Posted by StaalBurgher on (January 14, 2013, 12:24 GMT)

As far as Elgar goes, he is a good selection. While you can't fault Faf who has done very well I personally think Elgar will go much further than him and not just due to him being younger. Faf is not a ~45-50 bat, Elgar might be. Rudolph for whatever reason has never managed to step up to international cricket and Duminy (obviously out due to injury) also has not done much to cement himself in the Test team. I am glad that Elgar got the chance because to know we have 3-4 batsmen that are circling and ready to fill any injury gaps is reassuring especially as Elgar should open for SA at some point in the future when either Petersen or Smith gets injured/retires.

Posted by Greatest_Game on (January 13, 2013, 8:32 GMT)

@ big_al_81 on (January 13 2013, 08:04 AM GMT) If none of this tells you anything, then why on earth are you reading it, never mind commenting on it? If reading these articles is, as you say, a waste of time why you are happily wasting your time - AND OURS.

If you have nothing to say, say nothing.

Posted by djdrastic on (January 13, 2013, 8:16 GMT)

Well done Deano . A couple of things to work on technique wise from here , but at least you have shown you belong at this level.

Posted by YogifromNY on (January 13, 2013, 8:04 GMT)

An absolutely brilliant piece of writing. Mr Moonda, take a bow! Just as you said in the article du Plessis looked the part in his debut Test, you come across as a massively polished writer. I am sure there is tons of hard work behind it, but the prose is faultless and exceptionally well put together. Every budding cricket writer should be made to read this piece, amongst other classic pieces, as an example.

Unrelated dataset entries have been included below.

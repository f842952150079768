//! Events exchanged between plugins.
//!
//! An [`Event`] is immutable once emitted.  Interceptors that want to alter an
//! event build a new one with [`with_data`](Event::with_data) /
//! [`with_kind`](Event::with_kind); the id is preserved so the transformed event
//! can still be traced back to its emission.

use std::fmt;
use std::sync::atomic::{AtomicU64, Ordering};

use serde::de::DeserializeOwned;
use serde::{Deserialize, Serialize};
use serde_json::Value;

use crate::error::ValidationError;

static NEXT_EVENT_SEQ: AtomicU64 = AtomicU64::new(1);

/// Identifier assigned to an event at emission.
///
/// Used for tracing only; it carries no routing semantics.
#[derive(Debug, Clone, PartialEq, Eq, Hash, Serialize, Deserialize)]
#[serde(transparent)]
pub struct EventId(String);

impl EventId {
    /// Allocates a fresh id for an event emitted by `source`.
    fn next(source: &str) -> Self {
        let seq = NEXT_EVENT_SEQ.fetch_add(1, Ordering::Relaxed);
        EventId(format!("{source}-{seq:08x}"))
    }

    /// Returns the id as a string slice.
    pub fn as_str(&self) -> &str {
        &self.0
    }
}

impl fmt::Display for EventId {
    fn fmt(&self, f: &mut fmt::Formatter<'_>) -> fmt::Result {
        f.write_str(&self.0)
    }
}

/// A validated event travelling through the agent.
#[derive(Debug, Clone, PartialEq, Serialize, Deserialize)]
pub struct Event {
    id: EventId,
    source: String,
    #[serde(rename = "type")]
    kind: String,
    #[serde(default, skip_serializing_if = "Option::is_none")]
    data: Option<Value>,
    #[serde(default)]
    urgent: bool,
}

impl Event {
    /// Creates a freshly emitted event with a new id.
    ///
    /// The payload is expected to have been validated already.
    pub fn emitted(
        source: impl Into<String>,
        kind: impl Into<String>,
        data: Option<Value>,
        urgent: bool,
    ) -> Self {
        let source = source.into();
        Self {
            id: EventId::next(&source),
            source,
            kind: kind.into(),
            data,
            urgent,
        }
    }

    /// Returns the emission id.
    pub fn id(&self) -> &EventId {
        &self.id
    }

    /// Returns the name of the plugin that emitted this event.
    pub fn source(&self) -> &str {
        &self.source
    }

    /// Returns the event type.
    pub fn kind(&self) -> &str {
        &self.kind
    }

    /// Returns `true` if the event type equals `kind`.
    pub fn is(&self, kind: &str) -> bool {
        self.kind == kind
    }

    /// Returns the payload, if any.
    pub fn data(&self) -> Option<&Value> {
        self.data.as_ref()
    }

    /// Returns a field of an object payload.
    pub fn field(&self, key: &str) -> Option<&Value> {
        self.data.as_ref().and_then(|d| d.get(key))
    }

    /// Deserialises the payload into `T` (a missing payload reads as `null`).
    pub fn data_as<T: DeserializeOwned>(&self) -> Result<T, ValidationError> {
        let data = self.data.clone().unwrap_or(Value::Null);
        serde_json::from_value(data).map_err(ValidationError::from)
    }

    /// Returns `true` if the event jumps ahead of queued events.
    pub fn is_urgent(&self) -> bool {
        self.urgent
    }

    /// Returns a copy of this event carrying a different payload.
    pub fn with_data(&self, data: impl Into<Option<Value>>) -> Self {
        Self {
            data: data.into(),
            ..self.clone()
        }
    }

    /// Returns a copy of this event carrying a different type.
    pub fn with_kind(&self, kind: impl Into<String>) -> Self {
        Self {
            kind: kind.into(),
            ..self.clone()
        }
    }
}

#[cfg(test)]
mod tests {
    use super::*;
    use serde_json::json;

    #[test]
    fn test_ids_are_unique_per_emission() {
        let a = Event::emitted("p", "tick", None, false);
        let b = Event::emitted("p", "tick", None, false);
        assert_ne!(a.id(), b.id());
        assert!(a.id().as_str().starts_with("p-"));
    }

    #[test]
    fn test_with_data_keeps_identity() {
        let original = Event::emitted("p", "say", Some(json!({ "text": "hi" })), false);
        let changed = original.with_data(json!({ "text": "HI" }));

        assert_eq!(changed.id(), original.id());
        assert_eq!(changed.field("text"), Some(&json!("HI")));
        assert_eq!(original.field("text"), Some(&json!("hi")));
    }

    #[test]
    fn test_serialized_shape() {
        let event = Event::emitted("p", "ping", None, true);
        let value = serde_json::to_value(&event).unwrap();
        assert_eq!(value["type"], json!("ping"));
        assert_eq!(value["urgent"], json!(true));
        assert!(value.get("data").is_none());
    }
}
//! Plugin authoring surface.
//!
//! # Architecture
//!
//! A [`PluginDefinition`] is the immutable blueprint of a plugin, assembled
//! with [`PluginDefinition::builder`].  It bundles:
//!
//! - **Schemas** for config, context, event payloads and method signatures.
//! - **Lifecycle hooks** (`on_start`, `on_stop`, `on_error`).
//! - **Effects**: ordered handlers that mutate the plugin's own context.
//! - **Services**: background tasks consuming the plugin's event queue.
//! - **Interceptors**: middleware on the event path into the plugin.
//! - **Methods**: schema-checked calls exposed to dependents.
//!
//! The [`PluginManager`](crate::manager::PluginManager) turns definitions into
//! live instances and hands plugin code one of two capability scopes
//! ([`PluginScope`] or [`ServiceScope`]).
//!
//! # Quick start
//!
//! ```rust,ignore
//! use conflux::prelude::*;
//!
//! let ticker = PluginDefinition::builder("ticker")
//!     .events([("tick", None)])
//!     .service("clock", |scope: ServiceScope, _events: EventStream| async move {
//!         let mut interval = tokio::time::interval(Duration::from_secs(1));
//!         while !scope.is_cancelled() {
//!             interval.tick().await;
//!             scope.emit("tick", None)?;
//!         }
//!         Ok::<_, BoxError>(())
//!     })
//!     .build()?;
//! ```

mod definition;
mod handler;
mod scope;

pub use definition::{Dependency, PluginBuilder, PluginDefinition, PluginMetadata};
pub use handler::{EffectCall, MethodCall};
pub use scope::{Capabilities, PluginScope, ServiceScope};
//! Plugin instantiation, lifecycle and routing.
//!
//! [`PluginManager`] is the central owner of all plugin instances. It:
//!
//! - Collects the supplied [`PluginDefinition`]s (plus every definition they
//!   reference as a dependency) and resolves them into start **layers**; a
//!   dependency cycle is rejected here, before any plugin runs.
//! - Validates each plugin's config section and initial context.
//! - Instantiates plugins in dependency order, binding each dependency to the
//!   already-built instance (read-only context, methods, directed `emit`).
//! - Drives `on_start` layer by layer (plugins of one layer concurrently) and
//!   `on_stop` in reverse layer order.
//! - Wires every plugin's broadcasts to the inboxes of its dependents.
//!
//! # Example
//!
//! ```rust,ignore
//! use conflux_framework::manager::{ManagerOptions, PluginManager};
//!
//! let manager = PluginManager::new(&[counter, producer], &configs, ManagerOptions::default())?;
//! manager.start().await;
//! // …later…
//! manager.stop().await;
//! ```

use std::collections::{HashMap, HashSet};
use std::sync::Arc;
use std::time::Duration;

use futures::future;
use serde_json::Value;
use tokio::sync::{broadcast, mpsc};
use tracing::{info, warn};

use conflux_core::{ContextHandle, ContextView, Event};

use crate::dependency::{Dependencies, DependencyBinding};
use crate::error::{CallError, ResolveError};
use crate::instance::Instance;
use crate::interceptor::InterceptTarget;
use crate::lifecycle::{PluginFailure, PluginState, StateCell};
use crate::plugin::PluginDefinition;
use crate::resolve;
use crate::routing::{Command, Inbox, Router};

/// Tunables of a [`PluginManager`].
#[derive(Debug, Clone, PartialEq, Eq)]
pub struct ManagerOptions {
    /// How long `stop` waits for a plugin's services and inbox to finish.
    pub stop_timeout: Duration,
    /// Capacity of the event and failure observer channels.
    pub event_buffer: usize,
}

impl Default for ManagerOptions {
    fn default() -> Self {
        Self {
            stop_timeout: Duration::from_millis(5000),
            event_buffer: 256,
        }
    }
}

/// A snapshot of one plugin for listings.
#[derive(Debug, Clone, PartialEq, Eq)]
pub struct PluginSummary {
    /// Plugin name.
    pub name: String,
    /// Declared version, if any.
    pub version: Option<String>,
    /// Declared description, if any.
    pub description: Option<String>,
    /// Current lifecycle state.
    pub state: PluginState,
    /// Names of the plugin's dependencies.
    pub dependencies: Vec<String>,
    /// Index of the start layer the plugin belongs to.
    pub layer: usize,
}

/// Owner of all plugin instances of one agent.
pub struct PluginManager {
    instances: Vec<Arc<Instance>>,
    index: HashMap<String, usize>,
    layers: Vec<Vec<usize>>,
    router: Arc<Router>,
    options: ManagerOptions,
}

Posted by big_al_81 on (January 13, 2013, 8:04 GMT)

This is an example of the need to write about everything today. I'm afraid there is almost nothing to say about Dean Elgar at this stage in his 'career'. There are a lot of words here about nothing. When he's played 20 Tests it might be worth commenting on his sticky start. Frankly, at this stage, who knows how good he is, or how many tests he will play. He was bad against a good attack for a very brief period and scored a century against the poorest NZ side for many a year. That tells me nothing at all. The same is true for du Plessis, for the de Villiers wk experiment and it's even true for Philander given the small number of games he's played. Guessing, guessing, guessing. I know some of that makes the discussion fun but after 3 tests or 4 it's just a waste of time.

Posted by quittthewhinging on (January 13, 2013, 6:19 GMT)

I'm glad for Elgar's sake but I must say I'm surprised that he has been selected ahead of Miller for the ODIs. Miller looks to me like a really good prospect in the shorter versions; he hits the ball with power all around the ground. And his work in the field in the T20s was excellent.

Posted by Tal_Botvinnik on (January 13, 2013, 0:58 GMT)

pak attack would test elgars technique against spin and swing

Posted by   on (January 13, 2013, 0:48 GMT)

Albie Morkel has the same batting average as Elgar in first-class cricket, excelled on England tour in the side matches and bowls well enough to be the fifth bowler if SA want to protect Kallis' back. Then there is of course Duminy who too can bowl a little bit and has already excelled in tests.